Отказавшись от какого-либо административного поста, я сам предложил свои услуги в качестве «управляющего делами Временного правительства» — должность, соответствующая прежнему управляющему делами Совета министров. Я считал, что пост этот, с внешней стороны как бы второстепенный, в условиях нового временного государственного строя, в функционировании которого оставалось так много еще неясного и неопределенного, — приобретал особое значение. Здесь, в сущности говоря, предстояло создать твердые внешние рамки правительственной деятельности, дать ей правильную, однообразную форму, разрешить целый ряд вопросов, которые никого из министров в отдельности не интересовали.
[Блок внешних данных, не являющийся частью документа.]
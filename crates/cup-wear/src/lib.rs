//! Wear and deviation analysis of scanned hemispherical bearing surfaces.
//!
//! Given a triangle mesh of a scanned cup, this crate measures how far the
//! bearing surface deviates from an ideal sphere, finds and sizes the worn
//! (dip) and raised (bump) regions, and reports the dominant wear direction.
//!
//! # Features
//!
//! - **Separation**: split the scan into concave inner and convex outer surfaces, find the cup axis
//! - **Trimming**: drop a rim band of the inner surface by height along the axis
//! - **Fitting**: algebraic sphere fit with IRLS re-weighting, general ellipsoid fit
//! - **Meridians**: Dijkstra distances from the pole, binned into angular meridians
//! - **Anomalies**: per-vertex deviation, DBSCAN clustering of bumps and dips
//! - **Volume**: prism integration between the surface and the reference sphere, mass, wear vector
//!
//! # Units and Conventions
//!
//! **Coordinates are in millimeters; deviations are in micrometers (µm).**
//!
//! - Volumes are in mm³; with density in g/cm³, mass comes out in mg
//! - The cup axis points from the rim (opening) toward the pole (deepest point)
//! - Positive deviation is outward from the sphere center (bump), negative is inward (dip)
//!
//! # Quick Start
//!
//! ```
//! use cup_wear::synthetic::{apply_radial_defect, hemisphere_cap, RadialDefect};
//! use cup_wear::{analyze, AnalysisParams};
//! use nalgebra::Point3;
//!
//! let mut cup = hemisphere_cap(14.0, 0.5, 90.0);
//! apply_radial_defect(&mut cup, &Point3::origin(), &RadialDefect::dent(30.0, 45.0, 3.0, 8.0));
//!
//! let results = analyze(cup, AnalysisParams::quick())?;
//! println!("{}", results);
//! # Ok::<(), cup_wear::WearError>(())
//! ```
//!
//! # Step-wise Operation
//!
//! [`AnalysisPipeline`] exposes every stage individually for interactive
//! use, and [`AnalysisJob`] runs a whole analysis on a worker thread while
//! streaming [`ProgressEvent`]s.
//!
//! # Feature Flags
//!
//! - `config`: serde support for parameters and results, TOML/JSON helpers on [`AnalysisParams`]

mod error;
mod params;
mod types;

pub mod clustering;
pub mod deviation;
pub mod fitting;
pub mod geodesic;
pub mod graph;
pub mod pipeline;
pub mod progress;
pub mod separate;
pub mod synthetic;
pub mod tracing_ext;
pub mod trim;
pub mod volume;

// Core types
pub use error::{ErrorCode, WearError, WearResult};
pub use params::AnalysisParams;
pub use types::Mesh;

// Pipeline
pub use pipeline::{
    AnalysisJob, AnalysisPipeline, AnalysisResults, PendingGeodesics, PipelineStage, analyze,
};

// Components
pub use clustering::{AnomalyCluster, ClusterSet, cluster_anomalies};
pub use deviation::{AnomalyKind, AnomalyPoint, DeviationAnalysis, DeviationStats};
pub use fitting::{
    EllipsoidFit, RobustSphereFit, ShapeClass, SphereFit, fit_ellipsoid, fit_sphere,
    fit_sphere_robust,
};
pub use geodesic::{Geodesic, GeodesicJob, GeodesicPoint, GeodesicSolver, ShortestPaths, dijkstra};
pub use graph::{MeshGraph, find_boundary_edges, find_boundary_vertices};
pub use separate::{SurfaceSeparation, separate_faces};
pub use trim::trim_rim;
pub use volume::{VolumeReport, WearVector, compute_volumes};

// Progress
pub use progress::{
    CallbackProgressReporter, ChannelProgressReporter, NoOpProgressReporter, ProgressCallback,
    ProgressEvent, ProgressReporter, progress_channel,
};
//! Tracing extensions for wear analysis.
//!
//! The library only emits events; installing a subscriber is up to the
//! application:
//!
//! ```rust,ignore
//! use tracing_subscriber::{fmt, prelude::*, EnvFilter};
//!
//! tracing_subscriber::registry()
//!     .with(fmt::layer())
//!     .with(EnvFilter::from_default_env())
//!     .init();
//!
//! // RUST_LOG=cup_wear=debug for per-stage detail
//! ```
//!
//! # Targets
//!
//! - `cup_wear::timing`: stage durations (INFO)
//! - `cup_wear::fit`: sphere/ellipsoid fit summaries (INFO), recovered singular solves (WARN)
//! - `cup_wear::pipeline`: stage transitions and mesh sizes (DEBUG/INFO)
//! - `cup_wear::progress`: per-meridian progress (TRACE)

use std::time::Instant;
use tracing::{Span, debug, info};

use crate::pipeline::PipelineStage;
use crate::types::Mesh;

/// A performance timer that logs its duration, inside its span, on drop.
///
/// ```rust,ignore
/// fn expensive_stage() {
///     let _timer = OperationTimer::new("expensive_stage");
///     // ... do work ...
/// } // logs elapsed_ms here
/// ```
pub struct OperationTimer {
    name: &'static str,
    start: Instant,
    span: Span,
}

impl OperationTimer {
    /// Create a new operation timer.
    pub fn new(name: &'static str) -> Self {
        let span = tracing::info_span!("wear_operation", operation = name);
        debug!(target: "cup_wear::timing", operation = name, "Starting operation");
        Self {
            name,
            start: Instant::now(),
            span,
        }
    }

    /// Create a timer that also records the size of the mesh being processed.
    pub fn with_mesh(name: &'static str, mesh: &Mesh) -> Self {
        let span = tracing::info_span!(
            "wear_operation",
            operation = name,
            faces = mesh.face_count(),
            vertices = mesh.vertex_count()
        );
        debug!(
            target: "cup_wear::timing",
            operation = name,
            faces = mesh.face_count(),
            vertices = mesh.vertex_count(),
            "Starting operation"
        );
        Self {
            name,
            start: Instant::now(),
            span,
        }
    }

    /// Elapsed time in milliseconds.
    pub fn elapsed_ms(&self) -> f64 {
        self.start.elapsed().as_secs_f64() * 1000.0
    }
}

impl Drop for OperationTimer {
    fn drop(&mut self) {
        let _entered = self.span.enter();
        info!(
            target: "cup_wear::timing",
            operation = self.name,
            elapsed_ms = format!("{:.2}", self.elapsed_ms()),
            "Operation completed"
        );
    }
}

/// Log mesh statistics at debug level.
pub fn log_mesh_stats(mesh: &Mesh, context: &str) {
    let dims = mesh
        .bounds()
        .map(|(lo, hi)| hi - lo)
        .unwrap_or_else(nalgebra::Vector3::zeros);

    debug!(
        target: "cup_wear::pipeline",
        context = context,
        vertices = mesh.vertex_count(),
        faces = mesh.face_count(),
        dimensions = format!("{:.2} x {:.2} x {:.2}", dims.x, dims.y, dims.z),
        "Mesh state"
    );
}

/// Log a committed stage transition.
pub fn log_stage_committed(stage: PipelineStage, version: u64) {
    info!(
        target: "cup_wear::pipeline",
        stage = %stage,
        version = version,
        "Stage committed"
    );
}

#[cfg(test)]
mod tests {
    use super::*;

    #[test]
    fn test_operation_timer() {
        let timer = OperationTimer::new("test_operation");
        std::thread::sleep(std::time::Duration::from_millis(10));
        assert!(timer.elapsed_ms() >= 10.0);
    }

    #[test]
    fn test_log_mesh_stats_empty_mesh() {
        let mesh = Mesh::new();
        log_mesh_stats(&mesh, "test");
        let _timer = OperationTimer::with_mesh("empty", &mesh);
        log_stage_committed(PipelineStage::Separated, 1);
    }
}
Но помимо того — не отдавая себе еще в то время отчета в той атмосфере, в которую я попаду, — связанный тесными партийными отношениями с рядом министров, я ожидал, что в заседаниях Временного правительства мне будет предоставлен совещательный голос. Впоследствии я вернусь к вопросу о том положении, которое для меня создалось и которое привело меня, при первом же кризисе, связанном с уходом Милюкова и Гучкова, решительно заявить о своем желании покинуть пост управляющего делами.
Милюков не мог не согласиться с теми доводами, которые я ему привел. Мы с ним еще побеседовали на тему о возможных кандидатах на пост финляндского генерал-губернатора. О моем старом приятеле М. А. Стаховиче в то время еще речь не заходила, и я не знаю, кто предложил эту кандидатуру, оказавшуюся если не во всех, то во многих отношениях вполне удачной. Не помню, в тот же ли вечер, или на другое утро вопрос о моем назначении управляющим делами был решен положительно. Во всяком случае, уже в субботу, 4 марта, я присутствовал в вечернем заседании Временного правительства, происходившем в большом зале совета министра внутренних дел, в здании министерства на площади Александровского театра.
В первые дни существования Временного правительства (четверг 2-го и пятницу 3-го марта) не могло быть, конечно, речи ни о каком организованном делопроизводстве. Но какое-то подобие канцелярии пришлось импровизировать немедленно, причем дело это было поручено Я. Н. Глинке, заведовавшему делопроизводством Государственной думы. Он воспользовался силами канцелярии Думы.